De l'homme intérieur, par le R.-P. Jean-Joseph Surin


Extrait du CATÉCHISME SPIRITUEL DE LA PERFECTION CHRÉTIENNE, TOME II, Composé par le R. P. J. J. SURIN, de la Compagnie de Jésus :


Sainte Thérèse d'Avila


De l'homme intérieur



Qu'est-ce qu'un homme intérieur ?

C'est celui qui sait s'occuper au-dedans de soi-même, et qui s'y applique en effet aux exercices intérieurs pour se rendre plus parfait et plus agréable à Dieu.
Pour bien entendre ceci, il faut savoir que l'homme, dès qu'il est en état de se connaître et de se servir de sa raison, se voyant environné des choses extérieures, est porté naturellement à s'en occuper, à s'y attacher et à y chercher son bonheur. Cet amusement dure jusqu'à ce qu'à la faveur des lumières de la Foi, découvrant les objets surnaturels, il commence à rentrer en soi-même, et à se convaincre que son unique bien consiste à cultiver son âme, et à la rendre agréable aux jeux de Dieu. Alors voyant que son bonheur et sa perfection ne peut venir que du dedans, il perd l'estime et l'affection qu'il avait pour les choses extérieures, et en retire son attention pour la renfermer dans son intérieur. Il fait d'ailleurs réflexion que Dieu est en lui d'une manière bien plus parfaite qu'en toutes les autres créatures qui ne sont pas si nobles que l'homme ; et il s'affermit de plus en plus dans la résolution de se passer du dehors, et de s'appliquer au-dedans où il trouve le seul objet qui soit digne de ses soins, et qui puisse faire sa félicité. Ceux qui sont ainsi disposés, sont véritablement intérieurs ; et c'est d'eux que parle l'Auteur du Livre de l'Imitation de J. C. quand il dit : heureux sont les yeux qui ne veulent point voir ce qui se passe dans le monde, et qui ne regardent que ce qui peut toucher l'âme.

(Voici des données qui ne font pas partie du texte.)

//! Model/data sample pairing.
//!
//! Pairs are stored as indices into the two sample sets, so they stay valid
//! while samples are mutated and are rebuilt whenever either set changes
//! shape.

use ns_core::{Error, Result};
use ns_propagator::{Sample, SampleSet};

/// Index of a sample present at the same position on both sides.
#[derive(Debug, Clone, Copy, PartialEq, Eq, Hash)]
pub struct SamplePair {
    /// Sample index (same on model and data side)
    pub index: usize,
}

/// Borrowed view of one pair, handed to joint-probability strategies.
#[derive(Debug, Clone, Copy)]
pub struct SamplePairView<'a> {
    /// Sample index
    pub index: usize,
    /// Model (expected) side
    pub model: &'a Sample,
    /// Data (observed) side
    pub data: &'a Sample,
}

impl SamplePairView<'_> {
    /// True when both sides take part in the fit. A sample disabled on the
    /// data side only (configuration override) contributes nothing.
    pub fn is_active(&self) -> bool {
        self.model.is_enabled() && self.data.is_enabled()
    }
}

impl SamplePair {
    /// Resolve against the two sample sets.
    pub fn view<'a>(&self, model: &'a SampleSet, data: &'a SampleSet) -> SamplePairView<'a> {
        SamplePairView {
            index: self.index,
            model: &model.samples()[self.index],
            data: &data.samples()[self.index],
        }
    }
}

/// Pair every enabled sample. Both sets must have the same number of samples.
pub fn build_sample_pairs(model: &SampleSet, data: &SampleSet) -> Result<Vec<SamplePair>> {
    if model.len() != data.len() {
        return Err(Error::SampleCountMismatch { n_model: model.len(), n_data: data.len() });
    }
    Ok(model
        .samples()
        .iter()
        .enumerate()
        .filter(|(_, s)| s.is_enabled())
        .map(|(index, _)| SamplePair { index })
        .collect())
}
//! Parameters manager: owns every parameter set of one propagator.

use crate::config::{ParameterInjection, ParameterSetConfig};
use crate::parameter::{Parameter, ParameterSet};
use ns_core::{Error, Result};
use rand::Rng;

/// Which list of a set a [`ParameterRef`] points into.
#[derive(Debug, Clone, Copy, PartialEq, Eq, Hash)]
pub enum ParameterKind {
    /// Physical parameter
    Original,
    /// Parameter of the eigenbasis
    Eigen,
}

/// Stable address of one parameter inside a [`ParametersManager`].
#[derive(Debug, Clone, Copy, PartialEq, Eq, Hash)]
pub struct ParameterRef {
    /// Set index
    pub set: usize,
    /// Index inside the set's original or eigen list.
    pub index: usize,
    /// List kind
    pub kind: ParameterKind,
}

/// Owner of all parameter sets.
#[derive(Debug, Clone, Default)]
pub struct ParametersManager {
    sets: Vec<ParameterSet>,
}

impl ParametersManager {
    /// Build every set from configuration.
    pub fn from_config(configs: &[ParameterSetConfig]) -> Result<Self> {
        let sets = configs
            .iter()
            .enumerate()
            .map(|(i, cfg)| ParameterSet::from_config(cfg, i))
            .collect::<Result<Vec<_>>>()?;
        Ok(Self { sets })
    }

    /// Parameter sets in configuration order.
    pub fn sets(&self) -> &[ParameterSet] {
        &self.sets
    }

    /// Mutable parameter sets.
    pub fn sets_mut(&mut self) -> &mut [ParameterSet] {
        &mut self.sets
    }

    /// Look up a set by name.
    pub fn set_by_name(&self, name: &str) -> Option<&ParameterSet> {
        self.sets.iter().find(|s| s.name() == name)
    }

    /// Look up a set by name (mutable).
    pub fn set_by_name_mut(&mut self, name: &str) -> Option<&mut ParameterSet> {
        self.sets.iter_mut().find(|s| s.name() == name)
    }

    /// Reset every parameter of every set to its prior.
    pub fn move_parameters_to_prior(&mut self) {
        for set in &mut self.sets {
            set.move_to_prior();
        }
    }

    /// Assign injected values. Unknown set names are fatal.
    pub fn inject_parameter_values(&mut self, injection: &ParameterInjection) -> Result<()> {
        for set_injection in &injection.parameter_set_list {
            let set = self.set_by_name_mut(&set_injection.name).ok_or_else(|| {
                Error::Config(format!(
                    "cannot inject values: no parameter set named \"{}\"",
                    set_injection.name
                ))
            })?;
            set.inject(set_injection)?;
        }
        Ok(())
    }

    /// Throw every enabled, unmasked set from its prior.
    pub fn throw_parameters<R: Rng + ?Sized>(&mut self, rng: &mut R) -> Result<()> {
        for set in &mut self.sets {
            set.throw_parameters(rng)?;
        }
        Ok(())
    }

    /// Push eigen parameter values onto the original parameters.
    pub fn propagate_eigen(&mut self) {
        for set in self.sets.iter_mut().filter(|s| s.is_eigen_decomposed()) {
            set.propagate_eigen_to_original();
        }
    }

    /// Copy values from a manager with the same set layout.
    pub fn copy_values_from(&mut self, other: &ParametersManager) {
        for (dst, src) in self.sets.iter_mut().zip(&other.sets) {
            dst.copy_values_from(src);
        }
    }

    /// Enabled, non-fixed parameters the minimizer drives, in a stable order.
    ///
    /// Eigen-decomposed sets contribute their eigen parameters instead of the
    /// originals.
    pub fn effective_parameters(&self) -> Vec<ParameterRef> {
        let mut refs = Vec::new();
        for (set_index, set) in self.sets.iter().enumerate().filter(|(_, s)| s.is_enabled()) {
            let kind = if set.is_eigen_decomposed() {
                ParameterKind::Eigen
            } else {
                ParameterKind::Original
            };
            refs.extend(
                set.effective_parameters()
                    .iter()
                    .enumerate()
                    .filter(|(_, p)| p.is_effective())
                    .map(|(index, _)| ParameterRef { set: set_index, index, kind }),
            );
        }
        refs
    }

    /// Resolve a reference.
    pub fn parameter(&self, r: ParameterRef) -> Option<&Parameter> {
        let set = self.sets.get(r.set)?;
        match r.kind {
            ParameterKind::Original => set.parameters().get(r.index),
            ParameterKind::Eigen => set.eigen_parameters().get(r.index),
        }
    }

    /// Assign a value through a reference.
    pub fn set_parameter_value(&mut self, r: ParameterRef, value: f64) -> Result<()> {
        let set = self
            .sets
            .get_mut(r.set)
            .ok_or_else(|| Error::Validation(format!("parameter set index {} out of range", r.set)))?;
        let list = match r.kind {
            ParameterKind::Original if !set.is_eigen_decomposed() => set.parameters_mut(),
            ParameterKind::Original => {
                return Err(Error::Validation(format!(
                    "parameter set \"{}\" is driven by its eigen parameters",
                    set.name()
                )));
            }
            ParameterKind::Eigen => set.effective_parameters_mut(),
        };
        let par = list.get_mut(r.index).ok_or_else(|| {
            Error::Validation(format!("parameter index {} out of range", r.index))
        })?;
        par.set_value(value);
        Ok(())
    }

    /// Total number of original parameters.
    pub fn n_parameters(&self) -> usize {
        self.sets.iter().map(ParameterSet::n_parameters).sum()
    }
}

#[cfg(test)]
mod tests {
    use super::*;
    use crate::config::{NamedValue, ParameterSetInjection};
    use serde_json::json;

    fn manager() -> ParametersManager {
        let configs: Vec<ParameterSetConfig> = serde_json::from_value(json!([
            {
                "name": "flux",
                "parameterDefinitions": [
                    { "name": "f0", "stdDev": 0.1 },
                    { "name": "f1", "stdDev": 0.1, "isFixed": true }
                ]
            },
            {
                "name": "xsec",
                "useEigenDecomposition": true,
                "priorCovariance": [[0.04, 0.0], [0.0, 0.01]],
                "parameterDefinitions": [{ "name": "x0" }, { "name": "x1" }]
            },
            {
                "name": "off",
                "isEnabled": false,
                "parameterDefinitions": [{ "name": "o0", "stdDev": 1.0 }]
            }
        ]))
        .unwrap();
        ParametersManager::from_config(&configs).unwrap()
    }

    #[test]
    fn test_effective_parameters_enumeration() {
        let m = manager();
        let refs = m.effective_parameters();
        assert_eq!(refs.len(), 3);
        assert_eq!(refs[0], ParameterRef { set: 0, index: 0, kind: ParameterKind::Original });
        assert_eq!(refs[1].kind, ParameterKind::Eigen);
        assert_eq!(refs, m.effective_parameters());
    }

    #[test]
    fn test_inject_unknown_set_is_fatal() {
        let mut m = manager();
        let injection = ParameterInjection {
            parameter_set_list: vec![ParameterSetInjection {
                name: "nope".into(),
                ..Default::default()
            }],
        };
        assert!(matches!(m.inject_parameter_values(&injection), Err(Error::Config(_))));
    }

    #[test]
    fn test_inject_then_read_back() {
        let mut m = manager();
        let injection = ParameterInjection {
            parameter_set_list: vec![ParameterSetInjection {
                name: "flux".into(),
                parameter_values: vec![],
                parameter_list: vec![NamedValue { name: "f0".into(), value: 1.234 }],
            }],
        };
        m.inject_parameter_values(&injection).unwrap();
        assert_eq!(m.sets()[0].parameters()[0].value(), 1.234);
        m.move_parameters_to_prior();
        assert_eq!(m.sets()[0].parameters()[0].value(), 1.0);
    }

    #[test]
    fn test_set_value_on_eigen_set_requires_eigen_ref() {
        let mut m = manager();
        let original = ParameterRef { set: 1, index: 0, kind: ParameterKind::Original };
        assert!(m.set_parameter_value(original, 2.0).is_err());
        let eigen = ParameterRef { set: 1, index: 0, kind: ParameterKind::Eigen };
        m.set_parameter_value(eigen, 2.0).unwrap();
        assert_eq!(m.parameter(eigen).unwrap().value(), 2.0);
    }
}
//! Version compatibility checks for configuration files.

use crate::{Error, Result};

/// Placeholder version used by builds without release metadata.
pub const UNKNOWN_VERSION: &str = "X.X.X";

fn split_version(version: &str) -> Result<[u32; 3]> {
    let parts: Vec<&str> = version.trim().split('.').collect();
    if parts.len() != 3 {
        return Err(Error::InvalidVersion(version.to_string()));
    }
    let mut out = [0u32; 3];
    for (i, part) in parts.iter().enumerate() {
        // "1.2.3f" marks a fixed release; the tag does not take part in ordering
        let part = if i == 2 { part.strip_suffix('f').unwrap_or(part) } else { part };
        out[i] = part.parse::<u32>().map_err(|_| Error::InvalidVersion(version.to_string()))?;
    }
    Ok(out)
}

/// Returns true when `current >= min_version` (major.minor.micro).
pub fn is_newer_or_equal_version(current: &str, min_version: &str) -> Result<bool> {
    let min = split_version(min_version)?;
    if current == UNKNOWN_VERSION {
        log::warn!("Can't check version requirement {min_version}. Assuming OK.");
        return Ok(true);
    }
    let cur = split_version(current)?;
    Ok(cur >= min)
}

/// Check `min_version` against this crate's version.
pub fn check_min_version(min_version: &str) -> Result<bool> {
    is_newer_or_equal_version(crate::VERSION, min_version)
}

À quelles marques peut-on connaître qu'un homme est véritablement intérieur ?

Particulièrement à ces trois ; la première est, le peu de cas qu'il fait des biens extérieurs ; la science, la grandeur, l'autorité, à moins qu'elles ne contribuent au salut, lui paraissent comme de l'ombre et de la fumée. Aussi ne se donne-t-il aucun mouvement pour courir après ces objets, où il ne trouve qu'un fardeau et un embarras, et nul avantage pour l'éternité : il n'a nulle peine à leur refuser son estime et son affection pour la donner toute entière aux biens spirituels et invisibles. Au contraire, celui qui n'est pas intérieur, est fort frappé par les avantages naturels qu'il remarque dans les autres.
Il ne faut dans une Communauté qu'un homme qui se distingue par son savoir, par son éloquence, par sa dextérité, ou par quelqu'autre talent extérieur, pour attirer bientôt les regards et l'attention de tous les autres, surtout des jeunes gens qui lui donneront à l'envi des marques de leur estime, de leur respect, et de leur admiration. Si cet homme recommandable paraît dans quelque action publique, par exemple dans une prédication, son discours sera suivi d'applaudissements et de louanges extraordinaires ; mais louanges fort humaines, et où l'intérêt de Dieu n'aura que bien peu de part. C'est en effet tout ce qui convient à l'action qu'il vient de faire ; et un homme intérieur qui l'examinerait de près, y trouverait beaucoup d'éclat aux yeux des hommes, et peu de mérite devant Dieu.


Quelle est la seconde marque qui distingue l'homme intérieur ?

C'est de s'occuper beaucoup au dedans de lui-même. Comme les hommes dissipés sont toujours au-dehors, et ne savent même ce que c'est que d'agir au-dedans ; l'homme spirituel au contraire emploie les facultés de son âme à divers exercices intérieurs. Le premier dont nous avons parlé au premier Chapitre de cette Partie, est de se rendre attentif à la présence de Dieu. Le second, est de veiller sur les mouvements de son cœur, pour les réprimer ou pour les régler et les modérer lorsqu'ils viennent de la nature, et pour les mettre en exécution lorsqu'ils viennent de Dieu ; ce qui l'engage à ne perdre jamais de vue son intérieur. Le Livre de l'Imitation de J. C. appelle heureux ceux qui en usent de la sorte. Heureux celui qui porte sa connaissance jusqu'à la vie cachée et intérieure. Outre ces deux exercices, qu'on peut appeler deux moyens généraux qui conduisent à toute sorte de biens, l'homme intérieur a toujours quelque dessein particulier à exécuter pour la perfection de son âme ; par exemple, quelque vice à combattre, quelque vertu à acquérir ; ou bien il s'applique à modérer et à supprimer l'activité naturelle, jusqu'à ce qu'il soit élevé à l'état passif, où n'agissant pas par son choix, il n'a de mouvement et d'occupation que celle que Dieu lui donne.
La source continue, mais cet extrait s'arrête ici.